# Boyfriend to visit Dubai



## Nicole101982 (Nov 24, 2008)

I'm sure this has been asked before but can't seem to find any threads on it...My boyfriend is planning a 10 day visit to Dubai, when passing through immigration in DXB will he encounter any issues if he tells them he is visiting his girlfriend? Any suggestions or am I just worrying for nothing Thanks!


----------



## wandabug (Apr 22, 2010)

They don't care, tell him to say he is visiting a friend if they ask


----------



## Maz25 (Jul 6, 2008)

wandabug said:


> They don't care, tell him to say he is visiting a friend if they ask


Agree. It is better to use the word 'friend' as opposed to being more specific and saying 'girlfriend'. Most guys go through immigration without any major hassles - they seem to ask some questions though when it comes to young women travelling on their own.
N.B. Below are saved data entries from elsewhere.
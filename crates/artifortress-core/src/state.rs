//! Application state: configuration and
//! adapter handles held by reference, never a process-wide mutable
//! singleton. Config loading itself is an out-of-scope external
//! collaborator; this struct only bundles the already-typed knob structs
//! each component crate exposes.

use std::sync::Arc;

use artifortress_auth::FederationConfig;
use artifortress_gc::GcConfig;
use artifortress_metastore::InMemoryMetadataStore;
use artifortress_objectstore::ObjectStore;
use artifortress_policy::PolicyConfig;
use artifortress_upload::UploadConfig;

#[derive(Clone)]
pub struct AppState {
    pub metastore: Arc<InMemoryMetadataStore>,
    pub object_store: Arc<dyn ObjectStore>,
    pub upload: UploadConfig,
    pub policy: PolicyConfig,
    pub gc: GcConfig,
    pub federation: FederationConfig,
}

impl AppState {
    pub fn new(metastore: Arc<InMemoryMetadataStore>, object_store: Arc<dyn ObjectStore>) -> Self {
        Self {
            metastore,
            object_store,
            upload: UploadConfig::default(),
            policy: PolicyConfig::default(),
            gc: GcConfig::default(),
            federation: FederationConfig::default(),
        }
    }
}

#[cfg(test)]
mod tests {
    use super::*;
    use artifortress_objectstore::InMemoryObjectStore;

    #[test]
    fn new_builds_with_component_defaults() {
        let state = AppState::new(Arc::new(InMemoryMetadataStore::new()), Arc::new(InMemoryObjectStore::new()));
        assert_eq!(state.gc.grace_hours, 24);
        assert!(state.federation.oidc.is_none());
    }
}
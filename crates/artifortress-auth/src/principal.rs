use artifortress_types::Scope;

#[derive(Debug, Clone, PartialEq, Eq)]
pub enum PrincipalSource {
    PersonalAccessToken,
    Oidc,
    Saml,
}

#[derive(Debug, Clone)]
pub struct Principal {
    pub subject: String,
    pub tenant_id: String,
    pub scopes: Vec<Scope>,
    pub source: PrincipalSource,
}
I saw them giving this poor woman grief last time I went through immigration and after all the customary rudeness, they allowed her in but by then, she looked quite shaken.


----------



## newbie913 (Aug 31, 2010)

Hiya hun my boyfriend visited me few months ago, I was soo paranoid about the whole thing, immigration, bribing my security etc etc! he was asked to put down a contact number and that was it. I gave my friend’s number and address (a guy) so that he didn’t have to give them mine.. in my opinion, its best not to say visiting girlfriend as here it is illegal to have him stay with u… also depends if he gets his visa on arrival? Just say visiting a friend and that will be fine..


----------